**Exercise inputs:**

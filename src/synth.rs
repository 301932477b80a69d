//! Per-chapter synthesis with skip-if-present resumability.
//!
//! A chapter artifact only ever appears under its final name once it is
//! complete: audio is staged as `<path>.part` and renamed into place.

use crate::backend::{AudioArtifact, Backend, BackendHandle};
use crate::book::Chapter;
use crate::config::VoiceConfig;
use crate::defaults;
use crate::error::{AudiobookError, Result};
use base64::Engine;
use std::fs;
use std::path::{Path, PathBuf};
use std::time::{Duration, Instant};

/// Where a chapter's audio lives. Its existence marks the chapter done.
#[derive(Debug, Clone, PartialEq, Eq)]
pub struct ChapterArtifact {
    pub path: PathBuf,
    pub chapter_index: usize,
    pub format: &'static str,
}

impl ChapterArtifact {
    pub fn for_chapter(chapter: &Chapter, working_dir: &Path) -> Self {
        Self {
            path: chapter.artifact_path(working_dir),
            chapter_index: chapter.index,
            format: defaults::ARTIFACT_EXTENSION,
        }
    }

    pub fn is_complete(&self) -> bool {
        self.path.exists()
    }
}

/// Result of one chapter.
#[derive(Debug, Clone, Copy, PartialEq, Eq)]
pub enum SynthOutcome {
    /// The artifact was already there; the backend was not called
    Skipped,
    Synthesized { elapsed: Duration },
}

/// Synthesize one chapter into `path` unless it already exists.
///
/// `label` names the chapter in errors.
pub async fn synthesize_chapter(
    backend: &dyn Backend,
    handle: &BackendHandle,
    label: &str,
    paragraphs: &[String],
    voice: &VoiceConfig,
    path: &Path,
) -> Result<SynthOutcome> {
    if path.exists() {
        return Ok(SynthOutcome::Skipped);
    }

    let start = Instant::now();
    let text = paragraphs.join("\n");
    let artifact = backend
        .synthesize(handle, &text, voice)
        .await
        .map_err(|e| synthesis_error(label, e.to_string()))?;

    place_artifact(artifact, path).map_err(|e| synthesis_error(label, e.to_string()))?;
    Ok(SynthOutcome::Synthesized {
        elapsed: start.elapsed(),
    })
}

fn synthesis_error(label: &str, message: String) -> AudiobookError {
    AudiobookError::Synthesis {
        chapter: label.to_string(),
        message,
    }
}

fn part_path(path: &Path) -> PathBuf {
    let mut name = path.as_os_str().to_os_string();
    name.push(".part");
    PathBuf::from(name)
}

/// Move backend output to `path`.
///
/// Empty or missing output is an error and leaves `path` untouched.
pub fn place_artifact(artifact: AudioArtifact, path: &Path) -> Result<()> {
    let part = part_path(path);
    match artifact {
        AudioArtifact::File(source) => {
            if source.as_os_str().is_empty() {
                return Err(AudiobookError::Other(
                    "backend returned no audio file".to_string(),
                ));
            }
            let size = fs::metadata(&source)
                .map_err(|e| {
                    AudiobookError::Other(format!(
                        "backend audio {} unavailable: {e}",
                        source.display()
                    ))
                })?
                .len();
            if size == 0 {
                return Err(AudiobookError::Other(format!(
                    "backend audio {} is empty",
                    source.display()
                )));
            }

            if fs::rename(&source, path).is_err() {
                // Different filesystem: copy next to the target first
                fs::copy(&source, &part)?;
                fs::rename(&part, path)?;
                if let Err(e) = fs::remove_file(&source) {
                    eprintln!(
                        "audiobooker: failed to remove {}: {e}",
                        source.display()
                    );
                }
            }
        }
        AudioArtifact::Encoded(payload) => {
            let audio = base64::engine::general_purpose::STANDARD
                .decode(payload.trim())
                .map_err(|e| AudiobookError::Other(format!("invalid base64 audio: {e}")))?;
            if audio.is_empty() {
                return Err(AudiobookError::Other(
                    "backend returned empty audio".to_string(),
                ));
            }
            fs::write(&part, audio)?;
            fs::rename(&part, path)?;
        }
    }
    Ok(())
}

#[cfg(test)]
mod tests {
    use super::*;
    use crate::backend::mock::MockBackend;
    use crate::output::SilentReporter;

    fn paragraphs(lines: &[&str]) -> Vec<String> {
        lines.iter().map(|l| l.to_string()).collect()
    }

    #[tokio::test]
    async fn existing_artifact_is_skipped_without_backend_call() {
        let dir = tempfile::tempdir().unwrap();
        let path = dir.path().join("1 - Ch1.wav");
        fs::write(&path, b"already here").unwrap();

        let mut backend = MockBackend::new(dir.path().join("scratch"));
        let probe = backend.probe();
        let handle = backend.ensure_ready(&SilentReporter).await.unwrap();

        let outcome = synthesize_chapter(
            &backend,
            &handle,
            "Ch1",
            &paragraphs(&["a , "]),
            &VoiceConfig::default(),
            &path,
        )
        .await
        .unwrap();

        assert_eq!(outcome, SynthOutcome::Skipped);
        assert!(probe.synthesized().is_empty());
        assert_eq!(fs::read(&path).unwrap(), b"already here");
    }

    #[tokio::test]
    async fn paragraphs_are_joined_with_newlines() {
        let dir = tempfile::tempdir().unwrap();
        let path = dir.path().join("1 - Ch1.wav");

        let mut backend = MockBackend::new(dir.path().join("scratch"));
        let probe = backend.probe();
        let handle = backend.ensure_ready(&SilentReporter).await.unwrap();

        let outcome = synthesize_chapter(
            &backend,
            &handle,
            "Ch1",
            &paragraphs(&["First , ", "Second , "]),
            &VoiceConfig::default(),
            &path,
        )
        .await
        .unwrap();

        assert!(matches!(outcome, SynthOutcome::Synthesized { .. }));
        assert_eq!(probe.synthesized(), vec!["First , \nSecond , "]);
        assert!(path.exists());
        assert!(!part_path(&path).exists());
    }

    #[tokio::test]
    async fn encoded_output_is_decoded_into_place() {
        let dir = tempfile::tempdir().unwrap();
        let path = dir.path().join("1 - Ch1.wav");

        let mut backend = MockBackend::new(dir.path().join("scratch")).with_encoded_output();
        let handle = backend.ensure_ready(&SilentReporter).await.unwrap();

        synthesize_chapter(
            &backend,
            &handle,
            "Ch1",
            &paragraphs(&["x"]),
            &VoiceConfig::default(),
            &path,
        )
        .await
        .unwrap();

        let reader = hound::WavReader::open(&path).unwrap();
        assert!(reader.duration() > 0);
    }

    #[tokio::test]
    async fn backend_failure_leaves_no_artifact() {
        let dir = tempfile::tempdir().unwrap();
        let path = dir.path().join("1 - Ch1.wav");

        let mut backend = MockBackend::new(dir.path().join("scratch")).with_failure_on_call(1);
        let handle = backend.ensure_ready(&SilentReporter).await.unwrap();

        let err = synthesize_chapter(
            &backend,
            &handle,
            "Ch1",
            &paragraphs(&["x"]),
            &VoiceConfig::default(),
            &path,
        )
        .await
        .unwrap_err();

        assert!(matches!(err, AudiobookError::Synthesis { ref chapter, .. } if chapter == "Ch1"));
        assert!(!path.exists());
    }

    #[test]
    fn empty_outputs_are_rejected() {
        let dir = tempfile::tempdir().unwrap();
        let path = dir.path().join("1 - Ch1.wav");

        assert!(place_artifact(AudioArtifact::File(PathBuf::new()), &path).is_err());
        assert!(place_artifact(AudioArtifact::Encoded(String::new()), &path).is_err());
        assert!(place_artifact(AudioArtifact::Encoded("not base64!".into()), &path).is_err());

        let empty = dir.path().join("empty.wav");
        fs::write(&empty, b"").unwrap();
        assert!(place_artifact(AudioArtifact::File(empty), &path).is_err());

        assert!(!path.exists());
    }

    #[test]
    fn file_output_is_moved() {
        let dir = tempfile::tempdir().unwrap();
        let source = dir.path().join("download.wav");
        fs::write(&source, b"RIFF").unwrap();
        let path = dir.path().join("1 - Ch1.wav");

        place_artifact(AudioArtifact::File(source.clone()), &path).unwrap();
        assert!(!source.exists());
        assert_eq!(fs::read(&path).unwrap(), b"RIFF");
    }
}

**What is expected:** From the material above, set down exactly the lines starting at the one with "pub fn place_artifact(artifact: AudioArtifact, path: &Path)" and ending at the one with "let audio = base64::engine::general_purpose::STANDARD", end lines included.

**Exercise response:**
pub fn place_artifact(artifact: AudioArtifact, path: &Path) -> Result<()> {
    let part = part_path(path);
    match artifact {
        AudioArtifact::File(source) => {
            if source.as_os_str().is_empty() {
                return Err(AudiobookError::Other(
                    "backend returned no audio file".to_string(),
                ));
            }
            let size = fs::metadata(&source)
                .map_err(|e| {
                    AudiobookError::Other(format!(
                        "backend audio {} unavailable: {e}",
                        source.display()
                    ))
                })?
                .len();
            if size == 0 {
                return Err(AudiobookError::Other(format!(
                    "backend audio {} is empty",
                    source.display()
                )));
            }

            if fs::rename(&source, path).is_err() {
                // Different filesystem: copy next to the target first
                fs::copy(&source, &part)?;
                fs::rename(&part, path)?;
                if let Err(e) = fs::remove_file(&source) {
                    eprintln!(
                        "audiobooker: failed to remove {}: {e}",
                        source.display()
                    );
                }
            }
        }
        AudioArtifact::Encoded(payload) => {
            let audio = base64::engine::general_purpose::STANDARD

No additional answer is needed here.